Nick Ascheim is svp of NBC News Digital.

Since the advent of digital news, publishers have pursued scale, a strategy premised on a big assumption: If lots of people consume your content, you will always make lots of money. But that assumption is wrong. To succeed today, content publishers and brands need to shift focus from scale to loyalty and engagement.

In the first era of the Digital Age, a few big-name publishers found something approaching scale, back when the majority of visitors bookmarked their favorite publishers or clicked links in emails they subscribed to intentionally.

In the second era, portals like AOL, MSN and Yahoo redefined scale. Single destinations commanded audiences at levels that had only been seen before when TV viewers across all channels were added together.

Then, in the third era, came the platforms. YouTube, Facebook and others pushed the meaning of scale even further. The size of audience tallies began with the letter “b” instead of “m.”
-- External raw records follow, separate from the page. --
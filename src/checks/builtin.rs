// Author: Eshan Roy
// SPDX-License-Identifier: MIT

//! Built-in branch checks.
//!
//! Every check looks at the whole range and treats it as a multiset, so the
//! order commits arrive in never changes the outcome.

use std::collections::BTreeMap;

use crate::commit::message::normalized_message;
use crate::commit::{CommitRecord, MessageFormat};

use super::result::Violation;

/// Marker of a commit meant to be folded into an earlier one.
pub const FIXUP_MARKER: &str = "fixup!";

/// Marker of a commit meant to be squashed into an earlier one.
pub const SQUASH_MARKER: &str = "squash!";

/// A single stage of the branch policy.
pub trait Check: std::fmt::Debug {
    /// Stable name used in logs and JSON output.
    fn name(&self) -> &'static str;

    /// Inspect the range and report a violation, if any.
    fn run(&self, commits: &[CommitRecord]) -> Option<Violation>;

    /// Log line emitted when the check passes.
    fn pass_message(&self) -> &'static str;
}

/// Rejects `fixup!` and `squash!` commits.
#[derive(Debug, Default)]
pub struct FixupSquashCheck;

impl Check for FixupSquashCheck {
    fn name(&self) -> &'static str {
        "fixup-squash"
    }

    fn run(&self, commits: &[CommitRecord]) -> Option<Violation> {
        let mut fixups = 0;
        let mut squashes = 0;
        let mut offenders = Vec::new();

        for commit in commits {
            match commit.marker() {
                Some(FIXUP_MARKER) => fixups += 1,
                Some(SQUASH_MARKER) => squashes += 1,
                _ => continue,
            }
            offenders.push(commit.subject().to_string());
        }

        if fixups == 0 && squashes == 0 {
            return None;
        }

        offenders.sort();
        Some(
            Violation::new(format!(
                "{} fixup and {} squash commits found",
                fixups, squashes
            ))
            .with_offenders(offenders),
        )
    }

    fn pass_message(&self) -> &'static str {
        "No fixups or squashes found, check passed!"
    }
}

/// Rejects commits with more than one parent.
#[derive(Debug, Default)]
pub struct MergeCommitCheck;

impl Check for MergeCommitCheck {
    fn name(&self) -> &'static str {
        "merge-commits"
    }

    fn run(&self, commits: &[CommitRecord]) -> Option<Violation> {
        let mut offenders: Vec<String> = commits
            .iter()
            .filter(|c| c.is_merge())
            .map(|c| format!("{} {}", c.short_id(), c.subject()))
            .collect();

        if offenders.is_empty() {
            return None;
        }

        offenders.sort();
        Some(Violation::new("Contains merge commits").with_offenders(offenders))
    }

    fn pass_message(&self) -> &'static str {
        "Branch does not contain merge commits, check passed!"
    }
}

/// Rejects messages that occur more than once, ignoring revert wrappers.
#[derive(Debug, Default)]
pub struct DuplicateMessageCheck;

impl Check for DuplicateMessageCheck {
    fn name(&self) -> &'static str {
        "duplicate-messages"
    }

    fn run(&self, commits: &[CommitRecord]) -> Option<Violation> {
        let mut counts: BTreeMap<&str, usize> = BTreeMap::new();
        for commit in commits {
            *counts.entry(normalized_message(commit.message())).or_default() += 1;
        }

        let duplicated: Vec<String> = counts
            .into_iter()
            .filter(|(_, count)| *count > 1)
            .map(|(message, _)| message.to_string())
            .collect();

        if duplicated.is_empty() {
            None
        } else {
            Some(Violation::new("Duplicated commit messages found").with_offenders(duplicated))
        }
    }

    fn pass_message(&self) -> &'static str {
        "No duplicated commit messages found, check passed!"
    }
}

/// Requires every subject to be `type(scope): description`.
#[derive(Debug, Default)]
pub struct MessageFormatCheck {
    format: MessageFormat,
}

impl MessageFormatCheck {
    /// Use a custom format instead of the default commit types.
    pub fn new(format: MessageFormat) -> Self {
        Self { format }
    }
}

impl Check for MessageFormatCheck {
    fn name(&self) -> &'static str {
        "message-format"
    }

    fn run(&self, commits: &[CommitRecord]) -> Option<Violation> {
        let mut offenders: Vec<String> = commits
            .iter()
            .filter(|c| !self.format.is_valid(c.message()))
            .map(|c| c.subject().to_string())
            .collect();

        if offenders.is_empty() {
            return None;
        }

        offenders.sort();
        Some(Violation::new("Invalid commit message format found").with_offenders(offenders))
    }

    fn pass_message(&self) -> &'static str {
        "Commit messages are correct, check passed!"
    }
}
This kick-started some experiments from publishers, especially when it came to video. New publishers emerged to create viral content that was “optimized,” if forgettable. These newbies, and some legacy publishers, too, bragged about the small nations of people who consumed their videos, but were silent when the conversation turned to making money.

And so we stand today as a publishing industry, bruised by our own scale-ian pursuits, and still in search of a sustainable digital business model to call our own. As the fourth era of the Digital Age dawns, I believe there is a way. Scale still seduces, but there is hope in something even more basic than big numbers: loyalty.

It is no small irony that we publishers can look to the platforms for a path forward. The successful platforms didn’t begin by chasing scale. First, they sought validation in loyal users because loyalty meant their efforts had given rise to products and experiences that people wanted to visit and use again and again. Their audiences grew because of that intense focus on quality before all else. And what followed? Scale, though loyal scale, and then of course revenues in seemingly unending supply. We believe the platforms can help publishers find loyal scale, but publishers need to also prize quality content above just amassing audience.

At NBC News Digital, we have adopted loyalty as our North Star — not because we don’t aspire to be big, but because we do.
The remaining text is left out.